Mashrukh Khan: Algeria’s insurance market reached a record DZD 200.5 billion (approximately USD 1.5 billion) in gross written premiums in 2025, growing 8.8% year-on-year and crossing the psychological DZD 200 billion threshold, with non-life dominating at DZD 165.8 billion (82.7% share, up 8.9%) while life and health stood at DZD 22 billion (up 3.5%). Early 2026 data indicate continued moderate expansion around 7-9%, driven by motor third-party liability increases and vehicle registrations despite economic challenges and limited foreign participation.
Life insurance products include term, endowment, whole life, group life, credit life, and savings or retirement plans for death benefits, retirement support, and critical illness.
Non-life offerings encompass mandatory motor third-party liability (RC Auto) plus comprehensive for accidents, theft, and own damage; property and fire insurance for buildings and contents against fire, storms, floods, earthquakes, and natural disasters (with compulsory catastrophe extension); health supplements; liability; marine and aviation; engineering; personal accident; workers’ compensation; surety bonds; and emerging micro-insurance covers.
Mandatory insurances require motor third-party liability for all motorized vehicles (covering bodily injury, death, and property damage to third parties) and property insurance against natural disasters. Professional indemnity applies in specific sectors, while private health and comprehensive covers remain voluntary but see uptake through employer schemes.
Clauses follow the Insurance Code and regulations from the National Insurance Council (CNA) and relevant authorities, enforcing utmost good faith, full pre-contract disclosure of material facts, and clear policy terms. Non-disclosure or misrepresentation can reduce payouts or void coverage.
Exclusions typically cover intentional acts, war, nuclear events, gradual wear, and unendorsed perils. Policies detail risks, mitigation duties, and claim notification procedures; ambiguities generally favor the insured, with regulated timelines for claims handling.
Claims predominantly arise from motor accidents (high volume due to road conditions and traffic), property damage from fires, floods, storms, and earthquakes, plus health treatments and liability events. Motor and property/casualty drive most payouts, with paid claims rising 7.9% in 2025. Denials often stem from non-disclosure, late notification, policy exclusions, fraud, or incomplete documentation.

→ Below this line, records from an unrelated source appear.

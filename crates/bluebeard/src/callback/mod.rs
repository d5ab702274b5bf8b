mod console;
mod group;
mod handle;
mod observable;

pub use console::{Console, ConsoleError};
pub use group::{CallbackGroup, GroupError};
pub use handle::{CallbackHandle, CallbackKind, RegistrationFlag};
pub use observable::Observable;
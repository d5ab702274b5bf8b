pub mod callback;
pub mod master;
pub mod net;
pub mod sched;

pub use callback::{CallbackGroup, Console, Observable};
pub use net::{NetworkPeer, Packet, PacketKind, SharedTransport, Transport};
pub use sched::{Scheduler, TaskId};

Premiums are risk-assessed with heavy regulation on compulsory lines: motor third-party liability tariffs increased 15% in January 2025 and another 15% in July 2025 to address portfolio deficits; comprehensive and property factor vehicle or asset value, driver history, location, and peril exposure (higher in seismic or flood zones); health and life tie to age and sum assured. No-claims bonuses apply where available, though inflation and claims pressures contribute to rate adjustments.

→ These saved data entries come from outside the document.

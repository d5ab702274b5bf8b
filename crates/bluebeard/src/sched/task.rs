use std::any::Any;
use std::cell::RefCell;
use std::cmp::Ordering;
use std::fmt;
use std::rc::Rc;
use std::time::Duration;

use crate::callback::RegistrationFlag;

pub type TaskResult = anyhow::Result<()>;

pub(crate) type PeriodicFn = Rc<RefCell<dyn FnMut(Duration) -> TaskResult>>;
pub(crate) type OneShotFn = Box<dyn FnOnce(Box<dyn Any>) -> TaskResult>;

#[derive(Debug, Clone, Copy, PartialEq, Eq, Hash, PartialOrd, Ord)]
pub struct TaskId(pub(crate) u64);

impl TaskId {
    pub fn raw(&self) -> u64 {
        self.0
    }
}

impl fmt::Display for TaskId {
    fn fmt(&self, f: &mut fmt::Formatter<'_>) -> fmt::Result {
        write!(f, "#{}", self.0)
    }
}

pub(crate) enum TaskKind {
    Periodic {
        period: Duration,
        callback: PeriodicFn,
    },
    OneShot {
        user_data: Box<dyn Any>,
        callback: OneShotFn,
    },
    PerFrame {
        callback: PeriodicFn,
    },
}

impl TaskKind {
    pub(crate) fn label(&self) -> &'static str {
        match self {
            TaskKind::Periodic { .. } => "periodic",
            TaskKind::OneShot { .. } => "event",
            TaskKind::PerFrame { .. } => "frame",
        }
    }
}

pub(crate) struct Task {
    pub name: Rc<str>,
    pub deadline: Duration,
    /// Tick generation the current deadline was set in. A deadline set while
    /// a tick is running waits for the next tick even if already reached.
    pub armed_in: u64,
    pub flag: RegistrationFlag,
    pub kind: TaskKind,
}

impl Task {
    pub(crate) fn key(&self, id: TaskId) -> ScheduleKey {
        ScheduleKey {
            deadline: self.deadline,
            name: Rc::clone(&self.name),
            id,
        }
    }
}

/// Position of a timed task in the run queue: earliest deadline first, equal
/// deadlines by descending name, then by id.
#[derive(Debug, Clone)]
pub(crate) struct ScheduleKey {
    pub deadline: Duration,
    pub name: Rc<str>,
    pub id: TaskId,
}

impl PartialEq for ScheduleKey {
    fn eq(&self, other: &Self) -> bool {
        self.cmp(other) == Ordering::Equal
    }
}

impl Eq for ScheduleKey {}

impl PartialOrd for ScheduleKey {
    fn partial_cmp(&self, other: &Self) -> Option<Ordering> {
        Some(self.cmp(other))
    }
}

impl Ord for ScheduleKey {
    fn cmp(&self, other: &Self) -> Ordering {
        self.deadline
            .cmp(&other.deadline)
            .then_with(|| other.name.cmp(&self.name))
            .then_with(|| self.id.cmp(&other.id))
    }
}

#[derive(Debug, Clone)]
pub struct TaskInfo {
    pub id: Option<TaskId>,
    pub name: String,
    pub kind: &'static str,
    pub period: Option<Duration>,
    pub remaining: Duration,
}

impl fmt::Display for TaskInfo {
    fn fmt(&self, f: &mut fmt::Formatter<'_>) -> fmt::Result {
        match self.id {
            Some(id) => write!(f, "{:>6} ", id.to_string())?,
            None => write!(f, "<defunct> ")?,
        }
        write!(f, "{} [{}]", self.name, self.kind)?;
        match self.period {
            Some(period) => write!(f, " every {:.3}s", period.as_secs_f32()),
            None if self.kind == "frame" => Ok(()),
            None => write!(f, " in {:.3}s", self.remaining.as_secs_f32()),
        }
    }
}

#[derive(Debug, Clone)]
pub struct TaskFailure {
    pub task: TaskId,
    pub name: String,
    pub error: String,
}

#[cfg(test)]
mod tests {
    use super::*;

    fn key(deadline_ms: u64, name: &str, id: u64) -> ScheduleKey {
        ScheduleKey {
            deadline: Duration::from_millis(deadline_ms),
            name: Rc::from(name),
            id: TaskId(id),
        }
    }

    #[test]
    fn test_key_ordering() {
        assert!(key(10, "a", 1) < key(20, "a", 1));
        assert!(key(10, "b", 5) < key(10, "a", 1));
        assert!(key(10, "a", 1) < key(10, "a", 2));
    }
}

Claim values range from the lowest minor motor repairs or small thefts under a few thousand DZD to the highest aggregates from major motor accidents, fires, floods, or property events reaching hundreds of millions or billions of DZD, constrained by policy limits and compulsory indemnity caps.
Regulated primarily through the National Insurance Council (CNA) and associated bodies, the market features mostly domestic insurers with private players holding a growing but limited share. Challenges include heavy reliance on motor (nearly half of non-life), low overall penetration, outstanding claims accumulation, and economic volatility, yet opportunities exist in under-exploited property lines, compulsory catastrophe coverage, and potential market deepening.